All of lore.kernel.org
 help / color / mirror / Atom feed
From: Mike Kravetz <mike.kravetz@oracle.com>
To: David Hildenbrand <david@redhat.com>
Cc: linux-mm@kvack.org, linux-kernel@vger.kernel.org,
	inuxppc-dev@lists.ozlabs.org, linux-ia64@vger.kernel.org,
	Baolin Wang <baolin.wang@linux.alibaba.com>,
	"Aneesh Kumar K . V" <aneesh.kumar@linux.ibm.com>,
	Naoya Horiguchi <naoya.horiguchi@linux.dev>,
	Michael Ellerman <mpe@ellerman.id.au>,
	Muchun Song <songmuchun@bytedance.com>,
	Andrew Morton <akpm@linux-foundation.org>
Subject: Re: [PATCH] hugetlb: simplify hugetlb handling in follow_page_mask
Date: Tue, 30 Aug 2022 16:52:09 +0000	[thread overview]
Message-ID: <Yw5AOZ/Kc5f3UP+s@monkey> (raw)
In-Reply-To: <608934d4-466d-975e-6458-34a91ccb4669@redhat.com>

On 08/30/22 10:11, David Hildenbrand wrote:
> On 30.08.22 01:40, Mike Kravetz wrote:
> > During discussions of this series [1], it was suggested that hugetlb
> > handling code in follow_page_mask could be simplified.  At the beginning
> 
> Feel free to use a Suggested-by if you consider it appropriate.
> 
> > of follow_page_mask, there currently is a call to follow_huge_addr which
> > 'may' handle hugetlb pages.  ia64 is the only architecture which provides
> > a follow_huge_addr routine that does not return error.  Instead, at each
> > level of the page table a check is made for a hugetlb entry.  If a hugetlb
> > entry is found, a call to a routine associated with that entry is made.
> > 
> > Currently, there are two checks for hugetlb entries at each page table
> > level.  The first check is of the form:
> > 	if (p?d_huge())
> > 		page = follow_huge_p?d();
> > the second check is of the form:
> > 	if (is_hugepd())
> > 		page = follow_huge_pd().
> 
> BTW, what about all this hugepd stuff in mm/pagewalk.c?
> 
> Isn't this all dead code as we're essentially routing all hugetlb VMAs
> via walk_hugetlb_range? [yes, all that hugepd stuff in generic code that
> overcomplicates stuff has been annoying me for a long time]

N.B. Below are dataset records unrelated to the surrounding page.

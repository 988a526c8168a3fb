//! Query helpers shared by the view services.
//!
//! Every helper is generic over `ConnectionTrait` so the same lookups run on
//! the pool for page loads and inside a transaction for writes.

use chrono::{DateTime, Utc};
use rust_decimal::Decimal;
use sea_orm::{
    ColumnTrait, Condition, ConnectionTrait, DbErr, EntityTrait, QueryFilter, QueryOrder,
    QuerySelect, Select,
};
use serde::Serialize;
use std::collections::HashMap;
use utoipa::ToSchema;

use crate::entities::{
    builds, inventory_balance, part_master, phases, task_assignments, task_events,
    task_requirements, tasks,
};
use crate::models::{quick_log::QuickLogRow, shortages, EventFacts, EventType, TaskFacts};

/// A task joined with its phase and build, the shape most views start from.
#[derive(Debug, Clone, PartialEq, Serialize, ToSchema)]
pub struct TaskRow {
    pub id: i64,
    pub build_id: i64,
    pub build_code: Option<String>,
    pub build_model: Option<String>,
    pub build_status: Option<String>,
    pub title: String,
    pub phase_id: Option<i64>,
    pub phase: Option<String>,
    pub status: String,
    pub owner: Option<String>,
    pub started_at: Option<DateTime<Utc>>,
    pub updated_at: DateTime<Utc>,
}

impl TaskFacts for TaskRow {
    fn phase(&self) -> Option<&str> {
        self.phase.as_deref()
    }

    fn status(&self) -> Option<&str> {
        Some(self.status.as_str())
    }

    fn started_at(&self) -> Option<DateTime<Utc>> {
        self.started_at
    }
}

impl QuickLogRow for TaskRow {
    fn build_code(&self) -> Option<&str> {
        self.build_code.as_deref()
    }

    fn title(&self) -> Option<&str> {
        Some(self.title.as_str())
    }
}

/// Latest BLOCK event on a task.
#[derive(Debug, Clone, PartialEq, Serialize, ToSchema)]
pub struct BlockInfo {
    pub reason: Option<String>,
    pub blocked_at: DateTime<Utc>,
}

impl From<&task_events::Model> for BlockInfo {
    fn from(event: &task_events::Model) -> Self {
        Self {
            reason: event.note.clone(),
            blocked_at: event.occurred_at,
        }
    }
}

/// A task event labelled with its task and phase.
#[derive(Debug, Clone, PartialEq, Serialize, ToSchema)]
pub struct TaskEventView {
    pub id: i64,
    pub task_id: i64,
    pub task_name: Option<String>,
    pub event_type: String,
    pub phase: Option<String>,
    pub note: Option<String>,
    pub technician_id: Option<i64>,
    pub occurred_at: DateTime<Utc>,
}

impl EventFacts for TaskEventView {
    fn event_type(&self) -> Option<&str> {
        Some(self.event_type.as_str())
    }

    fn phase(&self) -> Option<&str> {
        self.phase.as_deref()
    }
}

/// Loads `query` with each task's phase and build attached.
pub async fn task_rows<C: ConnectionTrait>(
    db: &C,
    query: Select<tasks::Entity>,
) -> Result<Vec<TaskRow>, DbErr> {
    let rows = query.find_also_related(phases::Entity).all(db).await?;

    let mut build_ids: Vec<i64> = rows.iter().map(|(task, _)| task.build_id).collect();
    build_ids.sort_unstable();
    build_ids.dedup();
    let builds = builds_by_id(db, &build_ids).await?;

    Ok(rows
        .into_iter()
        .map(|(task, phase)| {
            let build = builds.get(&task.build_id);
            TaskRow {
                id: task.id,
                build_id: task.build_id,
                build_code: build.map(|b| b.code.clone()),
                build_model: build.and_then(|b| b.model.clone()),
                build_status: build.map(|b| b.status.clone()),
                title: task.name,
                phase_id: task.phase_id,
                phase: phase.map(|p| p.name),
                status: task.status,
                owner: task.owner,
                started_at: task.started_at,
                updated_at: task.updated_at,
            }
        })
        .collect())
}

pub async fn builds_by_id<C: ConnectionTrait>(
    db: &C,
    ids: &[i64],
) -> Result<HashMap<i64, builds::Model>, DbErr> {
    if ids.is_empty() {
        return Ok(HashMap::new());
    }
    Ok(builds::Entity::find()
        .filter(builds::Column::Id.is_in(ids.to_vec()))
        .all(db)
        .await?
        .into_iter()
        .map(|build| (build.id, build))
        .collect())
}

/// Resolves a build by code, or by numeric id when the key parses as one.
pub async fn find_build<C: ConnectionTrait>(
    db: &C,
    key: &str,
) -> Result<Option<builds::Model>, DbErr> {
    let key = key.trim();
    let mut condition = Condition::any().add(builds::Column::Code.eq(key));
    if let Ok(id) = key.parse::<i64>() {
        condition = condition.add(builds::Column::Id.eq(id));
    }
    builds::Entity::find().filter(condition).one(db).await
}

/// Events on the given tasks, newest first.
pub async fn task_events_for<C: ConnectionTrait>(
    db: &C,
    tasks: &[TaskRow],
    limit: Option<u64>,
) -> Result<Vec<TaskEventView>, DbErr> {
    if tasks.is_empty() {
        return Ok(Vec::new());
    }
    let by_id: HashMap<i64, &TaskRow> = tasks.iter().map(|task| (task.id, task)).collect();
    let events = task_events::Entity::find()
        .filter(task_events::Column::TaskId.is_in(by_id.keys().copied().collect::<Vec<_>>()))
        .order_by_desc(task_events::Column::OccurredAt)
        .order_by_desc(task_events::Column::Id)
        .limit(limit)
        .all(db)
        .await?;

    Ok(events
        .into_iter()
        .map(|event| {
            let task = by_id.get(&event.task_id);
            TaskEventView {
                id: event.id,
                task_id: event.task_id,
                task_name: task.map(|t| t.title.clone()),
                event_type: event.event_type,
                phase: task.and_then(|t| t.phase.clone()),
                note: event.note,
                technician_id: event.technician_id,
                occurred_at: event.occurred_at,
            }
        })
        .collect())
}

/// Ids of every task assigned to the technician.
pub async fn assigned_task_ids<C: ConnectionTrait>(
    db: &C,
    technician_id: i64,
) -> Result<Vec<i64>, DbErr> {
    let mut ids: Vec<i64> = task_assignments::Entity::find()
        .filter(task_assignments::Column::TechnicianId.eq(technician_id))
        .all(db)
        .await?
        .into_iter()
        .map(|assignment| assignment.task_id)
        .collect();
    ids.sort_unstable();
    ids.dedup();
    Ok(ids)
}

/// Latest BLOCK event per task, keyed by task id.
pub async fn latest_block_events<C: ConnectionTrait>(
    db: &C,
    task_ids: &[i64],
) -> Result<HashMap<i64, task_events::Model>, DbErr> {
    if task_ids.is_empty() {
        return Ok(HashMap::new());
    }
    let events = task_events::Entity::find()
        .filter(task_events::Column::TaskId.is_in(task_ids.to_vec()))
        .filter(task_events::Column::EventType.eq(EventType::Block.as_str()))
        .order_by_desc(task_events::Column::OccurredAt)
        .order_by_desc(task_events::Column::Id)
        .all(db)
        .await?;

    let mut latest = HashMap::new();
    for event in events {
        latest.entry(event.task_id).or_insert(event);
    }
    Ok(latest)
}

pub async fn block_info<C: ConnectionTrait>(
    db: &C,
    task_ids: &[i64],
) -> Result<HashMap<i64, BlockInfo>, DbErr> {
    Ok(latest_block_events(db, task_ids)
        .await?
        .iter()
        .map(|(task_id, event)| (*task_id, BlockInfo::from(event)))
        .collect())
}

pub async fn find_balance<C: ConnectionTrait>(
    db: &C,
    item_id: i64,
) -> Result<Option<inventory_balance::Model>, DbErr> {
    inventory_balance::Entity::find()
        .filter(inventory_balance::Column::ItemId.eq(item_id))
        .one(db)
        .await
}

pub async fn balances_by_item<C: ConnectionTrait>(
    db: &C,
    item_ids: &[i64],
) -> Result<HashMap<i64, inventory_balance::Model>, DbErr> {
    if item_ids.is_empty() {
        return Ok(HashMap::new());
    }
    Ok(inventory_balance::Entity::find()
        .filter(inventory_balance::Column::ItemId.is_in(item_ids.to_vec()))
        .all(db)
        .await?
        .into_iter()
        .map(|balance| (balance.item_id, balance))
        .collect())
}

pub async fn parts_by_id<C: ConnectionTrait>(
    db: &C,
    ids: &[i64],
) -> Result<HashMap<i64, part_master::Model>, DbErr> {
    if ids.is_empty() {
        return Ok(HashMap::new());
    }
    Ok(part_master::Entity::find()
        .filter(part_master::Column::Id.is_in(ids.to_vec()))
        .all(db)
        .await?
        .into_iter()
        .map(|part| (part.id, part))
        .collect())
}

/// Configured phase names in sequence order.
pub async fn phase_names<C: ConnectionTrait>(db: &C) -> Result<Vec<String>, DbErr> {
    Ok(phases::Entity::find()
        .order_by_asc(phases::Column::Seq)
        .all(db)
        .await?
        .into_iter()
        .map(|phase| phase.name)
        .collect())
}

/// Available quantity for an item; a missing balance row counts as zero stock.
pub fn available_for(balances: &HashMap<i64, inventory_balance::Model>, item_id: i64) -> Decimal {
    balances
        .get(&item_id)
        .map(inventory_balance::Model::available)
        .unwrap_or(Decimal::ZERO)
}

/// A requirement on a task that current stock cannot cover.
#[derive(Debug, Clone, PartialEq, Serialize, ToSchema)]
pub struct ShortPart {
    pub item_id: i64,
    pub sku: Option<String>,
    pub name: Option<String>,
    pub required_qty: Decimal,
    pub available_qty: Decimal,
    pub shortage_qty: Decimal,
}

/// Short parts per task, keyed by task id. Tasks with every requirement
/// covered are absent from the map.
pub async fn short_parts_by_task<C: ConnectionTrait>(
    db: &C,
    task_ids: &[i64],
) -> Result<HashMap<i64, Vec<ShortPart>>, DbErr> {
    if task_ids.is_empty() {
        return Ok(HashMap::new());
    }
    let requirements = task_requirements::Entity::find()
        .filter(task_requirements::Column::TaskId.is_in(task_ids.to_vec()))
        .order_by_asc(task_requirements::Column::Id)
        .all(db)
        .await?;

    let mut item_ids: Vec<i64> = requirements.iter().map(|r| r.item_id).collect();
    item_ids.sort_unstable();
    item_ids.dedup();
    let balances = balances_by_item(db, &item_ids).await?;
    let parts = parts_by_id(db, &item_ids).await?;

    let mut short: HashMap<i64, Vec<ShortPart>> = HashMap::new();
    for requirement in requirements {
        let available = available_for(&balances, requirement.item_id);
        if !shortages::is_short(requirement.required_qty, available, Decimal::ZERO) {
            continue;
        }
        let part = parts.get(&requirement.item_id);
        short.entry(requirement.task_id).or_default().push(ShortPart {
            item_id: requirement.item_id,
            sku: part.map(|p| p.sku.clone()),
            name: part.map(|p| p.name.clone()),
            required_qty: requirement.required_qty,
            available_qty: available,
            shortage_qty: shortages::shortage(requirement.required_qty, available),
        });
    }
    Ok(short)
}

I am 'happy' to look at cleaning up that code next.  Perhaps I will just
create a cleanup series.

I just wanted to focus on eliminating the two callouts in generic code mentioned
above: follow_huge_p?d() and follow_huge_pd().

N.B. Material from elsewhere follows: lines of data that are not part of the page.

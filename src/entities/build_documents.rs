use sea_orm::entity::prelude::*;
use serde::{Deserialize, Serialize};

#[derive(Clone, Debug, PartialEq, Eq, DeriveEntityModel, Serialize, Deserialize)]
#[sea_orm(table_name = "build_documents")]
pub struct Model {
    #[sea_orm(primary_key)]
    pub id: i64,
    pub build_id: i64,
    pub filename: String,
    pub storage_url: Option<String>,
    pub doc_type: Option<String>,
    pub uploaded_at: DateTimeUtc,
}

#[derive(Copy, Clone, Debug, EnumIter, DeriveRelation)]
pub enum Relation {
    #[sea_orm(
        belongs_to = "super::builds::Entity",
        from = "Column::BuildId",
        to = "super::builds::Column::Id"
    )]
    Build,
}

impl Related<super::builds::Entity> for Entity {
    fn to() -> RelationDef {
        Relation::Build.def()
    }
}

impl ActiveModelBehavior for ActiveModel {}
use axum::{extract::State, response::Json};

use crate::services::technician_summary::TechnicianSummary;
use crate::session::Session;
use crate::{ApiResponse, ApiResult, AppState};

/// Current work, next tasks, blockers and teammates for the selected technician
#[utoipa::path(
    get,
    path = "/api/v1/technician/summary",
    responses(
        (status = 200, description = "Summary; empty when no technician is selected", body = ApiResponse<TechnicianSummary>),
    ),
    tag = "Floor"
)]
pub async fn summary(
    State(state): State<AppState>,
    session: Session,
) -> ApiResult<TechnicianSummary> {
    Ok(Json(ApiResponse::success(
        state
            .services
            .technician_summary
            .summary(session.technician_id)
            .await,
    )))
}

Really looking for input from Aneesh and Naoya as they added much of the
code that is being removed here.

> > 
> > We can replace these checks, as well as the special handling routines
> > such as follow_huge_p?d() and follow_huge_pd() with a single routine to
> > handle hugetlb vmas.
> > 
> > A new routine hugetlb_follow_page_mask is called for hugetlb vmas at the
> > beginning of follow_page_mask.  hugetlb_follow_page_mask will use the
> > existing routine huge_pte_offset to walk page tables looking for hugetlb
> > entries.  huge_pte_offset can be overwritten by architectures, and already
> > handles special cases such as hugepd entries.
> > 
> > [1] https://lore.kernel.org/linux-mm/cover.1661240170.git.baolin.wang@linux.alibaba.com/
> > Signed-off-by: Mike Kravetz <mike.kravetz@oracle.com>
> 
> [...]
> 
> > +static struct page *hugetlb_follow_page_mask(struct vm_area_struct *vma,
> > +				unsigned long address, unsigned int flags)
> > +{
> > +	/* should never happen, but do not want to BUG */
> > +	return ERR_PTR(-EINVAL);
> 
> Should there be a WARN_ON_ONCE() instead or could we use a BUILD_BUG_ON()?
> 

Ok, I will look into adding one of these.  Prefer a BUILD_BUG_ON().

> > +}
> 
> 
> [...]
> 
> > @@ -851,10 +814,15 @@ static struct page *follow_page_mask(struct vm_area_struct *vma,
> >  
> >  	ctx->page_mask = 0;
> >  
> > -	/* make this handle hugepd */
> > -	page = follow_huge_addr(mm, address, flags & FOLL_WRITE);
> > -	if (!IS_ERR(page)) {
> > -		WARN_ON_ONCE(flags & (FOLL_GET | FOLL_PIN));
> > +	/*
> > +	 * Call hugetlb_follow_page_mask for hugetlb vmas as it will use
> > +	 * special hugetlb page table walking code.  This eliminates the
> > +	 * need to check for hugetlb entries in the general walking code.
> > +	 */
> 
> Maybe also comment that ordinary GUP never ends up in here and instead
> directly uses follow_hugetlb_page(). This is for follow_page() handling
> only.
> 
> [me suggestion to rename follow_hugetlb_page() still stands ;) ]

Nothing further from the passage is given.